[Stored items]
***
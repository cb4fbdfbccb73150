pub mod writer;

use std::collections::HashMap;
use std::path::{Path, PathBuf};
use std::time::{Duration, Instant};
use tracing::{Level, Subscriber};
use tracing_subscriber::fmt::format::{Format, Json, JsonFields};
use tracing_subscriber::registry::LookupSpan;
use tracing_subscriber::{fmt, layer::SubscriberExt, util::SubscriberInitExt, EnvFilter};
pub use writer::{redact, Redacting, RotatingFileWriter};

/// 单个日志文件的默认上限（10 MB）
pub const DEFAULT_MAX_FILE_SIZE: u64 = 10 * 1024 * 1024;
/// 默认保留的轮转备份数
pub const DEFAULT_MAX_FILES: usize = 5;

/// 日志环境配置
#[derive(Debug, Clone, Copy, PartialEq, Eq)]
pub enum LoggingEnvironment {
    /// 开发环境
    Development,
    /// 测试环境
    Testing,
    /// 生产环境
    Production,
}

/// 日志格式配置
#[derive(Debug, Clone, Copy, PartialEq, Eq, clap::ValueEnum)]
pub enum LogFormat {
    /// 人类可读格式
    Pretty,
    /// JSON 格式
    Json,
    /// 紧凑格式
    Compact,
}

/// 日志配置
#[derive(Debug, Clone)]
pub struct LoggingConfig {
    pub environment: LoggingEnvironment,
    pub level: Level,
    pub format: LogFormat,
    /// 是否显示目标模块
    pub show_target: bool,
    /// 是否显示线程ID
    pub show_thread_ids: bool,
    /// 额外写入的 JSON 日志文件
    pub file_output: Option<PathBuf>,
    pub max_file_size: u64,
    pub max_files: usize,
}

impl Default for LoggingConfig {
    fn default() -> Self {
        Self {
            environment: LoggingEnvironment::Development,
            level: Level::INFO,
            format: LogFormat::Pretty,
            show_target: true,
            show_thread_ids: false,
            file_output: None,
            max_file_size: DEFAULT_MAX_FILE_SIZE,
            max_files: DEFAULT_MAX_FILES,
        }
    }
}

impl LoggingConfig {
    pub fn development() -> Self {
        Self {
            environment: LoggingEnvironment::Development,
            level: Level::DEBUG,
            format: LogFormat::Pretty,
            show_target: true,
            show_thread_ids: true,
            ..Self::default()
        }
    }

    pub fn production() -> Self {
        Self {
            environment: LoggingEnvironment::Production,
            level: Level::INFO,
            format: LogFormat::Json,
            show_target: false,
            show_thread_ids: false,
            ..Self::default()
        }
    }

    pub fn testing() -> Self {
        Self {
            environment: LoggingEnvironment::Testing,
            level: Level::ERROR,
            format: LogFormat::Compact,
            show_target: false,
            show_thread_ids: false,
            ..Self::default()
        }
    }

    /// 根据命令行参数调整
    pub fn with_overrides(mut self, format: Option<LogFormat>, verbose: bool) -> Self {
        if let Some(format) = format {
            self.format = format;
        }
        if verbose && self.level < Level::DEBUG {
            self.level = Level::DEBUG;
        }
        self
    }

    pub fn with_file_output(mut self, path: impl Into<PathBuf>) -> Self {
        self.file_output = Some(path.into());
        self
    }

    fn env_filter(&self) -> EnvFilter {
        EnvFilter::try_from_default_env()
            .unwrap_or_else(|_| EnvFilter::new(self.level.as_str().to_lowercase()))
    }
}

pub type FileLayer<S> = fmt::Layer<S, JsonFields, Format<Json>, Redacting<RotatingFileWriter>>;

/// 文件日志层：总是 JSON 格式，写出前脱敏
pub fn file_layer<S>(writer: RotatingFileWriter) -> FileLayer<S>
where
    S: Subscriber + for<'a> LookupSpan<'a>,
{
    fmt::layer()
        .json()
        .with_ansi(false)
        .with_writer(Redacting::new(writer))
}

fn open_log_file(path: &Path, config: &LoggingConfig) -> std::io::Result<RotatingFileWriter> {
    RotatingFileWriter::open(path, config.max_file_size, config.max_files)
}

/// 初始化日志系统
///
/// 已经安装过全局 subscriber 时返回 `Ok(false)`，测试中多次调用不会失败。
/// 终端输出和日志文件都会经过 [`redact`]。
pub fn init_logging(config: &LoggingConfig) -> Result<bool, Box<dyn std::error::Error>> {
    let ansi = config.environment != LoggingEnvironment::Production;
    let file_writer = match &config.file_output {
        Some(path) => Some(open_log_file(path, config)?),
        None => None,
    };
    let stderr = Redacting::new(std::io::stderr);

    let installed = match config.format {
        LogFormat::Pretty => {
            let fmt_layer = fmt::layer()
                .with_writer(stderr)
                .pretty()
                .with_target(config.show_target)
                .with_thread_ids(config.show_thread_ids)
                .with_ansi(ansi);
            tracing_subscriber::registry()
                .with(config.env_filter())
                .with(fmt_layer)
                .with(file_writer.map(file_layer))
                .try_init()
                .is_ok()
        }
        LogFormat::Json => {
            let fmt_layer = fmt::layer()
                .with_writer(stderr)
                .json()
                .with_target(config.show_target)
                .with_thread_ids(config.show_thread_ids);
            tracing_subscriber::registry()
                .with(config.env_filter())
                .with(fmt_layer)
                .with(file_writer.map(file_layer))
                .try_init()
                .is_ok()
        }
        LogFormat::Compact => {
            let fmt_layer = fmt::layer()
                .with_writer(stderr)
                .compact()
                .with_target(config.show_target)
                .with_thread_ids(config.show_thread_ids)
                .with_ansi(ansi);
            tracing_subscriber::registry()
                .with(config.env_filter())
                .with(fmt_layer)
                .with(file_writer.map(file_layer))
                .try_init()
                .is_ok()
        }
    };

    if installed {
        tracing::debug!(
            environment = ?config.environment,
            level = ?config.level,
            format = ?config.format,
            file = ?config.file_output,
            "Logging system initialized"
        );
    }

    Ok(installed)
}

/// 操作性能计时器
pub struct OperationTimer {
    start: Instant,
    operation: String,
    metadata: HashMap<String, String>,
    finished: bool,
}

impl OperationTimer {
    pub fn new(operation: &str) -> Self {
        Self {
            start: Instant::now(),
            operation: operation.to_string(),
            metadata: HashMap::new(),
            finished: false,
        }
    }

    pub fn with_metadata(mut self, key: &str, value: &str) -> Self {
        self.metadata.insert(key.to_string(), value.to_string());
        self
    }

    /// 完成计时并记录日志，返回耗时
    pub fn finish(mut self) -> Duration {
        let duration = self.start.elapsed();
        self.finished = true;

        tracing::info!(
            operation = %self.operation,
            duration_ms = duration.as_millis() as u64,
            metadata = ?self.metadata,
            "Operation completed"
        );
        duration
    }

    pub fn elapsed(&self) -> Duration {
        self.start.elapsed()
    }
}

impl Drop for OperationTimer {
    fn drop(&mut self) {
        if self.finished {
            return;
        }
        tracing::debug!(
            operation = %self.operation,
            duration_ms = self.start.elapsed().as_millis() as u64,
            metadata = ?self.metadata,
            "Operation timer dropped"
        );
    }
}

#[cfg(test)]
mod tests {
    use super::*;

    #[test]
    fn test_logging_config_creation() {
        let dev_config = LoggingConfig::development();
        assert_eq!(dev_config.environment, LoggingEnvironment::Development);
        assert_eq!(dev_config.level, Level::DEBUG);
        assert_eq!(dev_config.format, LogFormat::Pretty);

        let prod_config = LoggingConfig::production();
        assert_eq!(prod_config.environment, LoggingEnvironment::Production);
        assert_eq!(prod_config.format, LogFormat::Json);

        let test_config = LoggingConfig::testing();
        assert_eq!(test_config.level, Level::ERROR);
        assert_eq!(test_config.format, LogFormat::Compact);
    }

    #[test]
    fn test_overrides_raise_level_when_verbose() {
        let config = LoggingConfig::production().with_overrides(Some(LogFormat::Compact), true);
        assert_eq!(config.format, LogFormat::Compact);
        assert_eq!(config.level, Level::DEBUG);

        // TRACE 已经比 DEBUG 更详细，不应被降低
        let mut trace = LoggingConfig::default();
        trace.level = Level::TRACE;
        assert_eq!(trace.with_overrides(None, true).level, Level::TRACE);
    }

    #[test]
    fn test_init_logging_twice_is_harmless() {
        let config = LoggingConfig::testing();
        assert!(init_logging(&config).is_ok());
        assert_eq!(init_logging(&config).ok(), Some(false));
    }

    #[test]
    fn test_file_output_defaults_and_builder() {
        let config = LoggingConfig::production();
        assert!(config.file_output.is_none());
        assert_eq!(config.max_file_size, DEFAULT_MAX_FILE_SIZE);
        assert_eq!(config.max_files, DEFAULT_MAX_FILES);

        let config = config.with_file_output("logs/sol_tools.log");
        assert_eq!(config.file_output, Some(PathBuf::from("logs/sol_tools.log")));
    }

    #[test]
    fn test_file_layer_writes_redacted_json() {
        let dir = tempfile::tempdir().unwrap();
        let path = dir.path().join("logs/sol_tools.log");
        let writer = RotatingFileWriter::open(&path, DEFAULT_MAX_FILE_SIZE, 1).unwrap();
        let subscriber = tracing_subscriber::registry().with(file_layer(writer));

        tracing::subscriber::with_default(subscriber, || {
            tracing::info!(
                module = "dune",
                api_key = "0123456789abcdef0123456789abcdef",
                "Loaded credentials"
            );
        });

        let content = std::fs::read_to_string(&path).unwrap();
        let line: serde_json::Value = serde_json::from_str(content.trim()).unwrap();
        assert_eq!(line["fields"]["message"], "Loaded credentials");
        assert_eq!(line["fields"]["module"], "dune");
        assert_eq!(line["fields"]["api_key"], "********");
        assert!(!content.contains("0123456789abcdef"));
    }

    #[test]
    fn test_operation_timer() {
        let timer = OperationTimer::new("test_operation")
            .with_metadata("module", "dragon")
            .with_metadata("phase", "initialize");

        assert_eq!(timer.operation, "test_operation");
        assert_eq!(timer.metadata.get("module"), Some(&"dragon".to_string()));

        std::thread::sleep(Duration::from_millis(1));
        assert!(timer.elapsed() >= Duration::from_millis(1));
        assert!(timer.finish() >= Duration::from_millis(1));
    }
}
***
_Task details_
In the entries above, which lines hold the word "installed"? Copy them out.

_Written answer_
    let installed = match config.format {
    if installed {
    Ok(installed)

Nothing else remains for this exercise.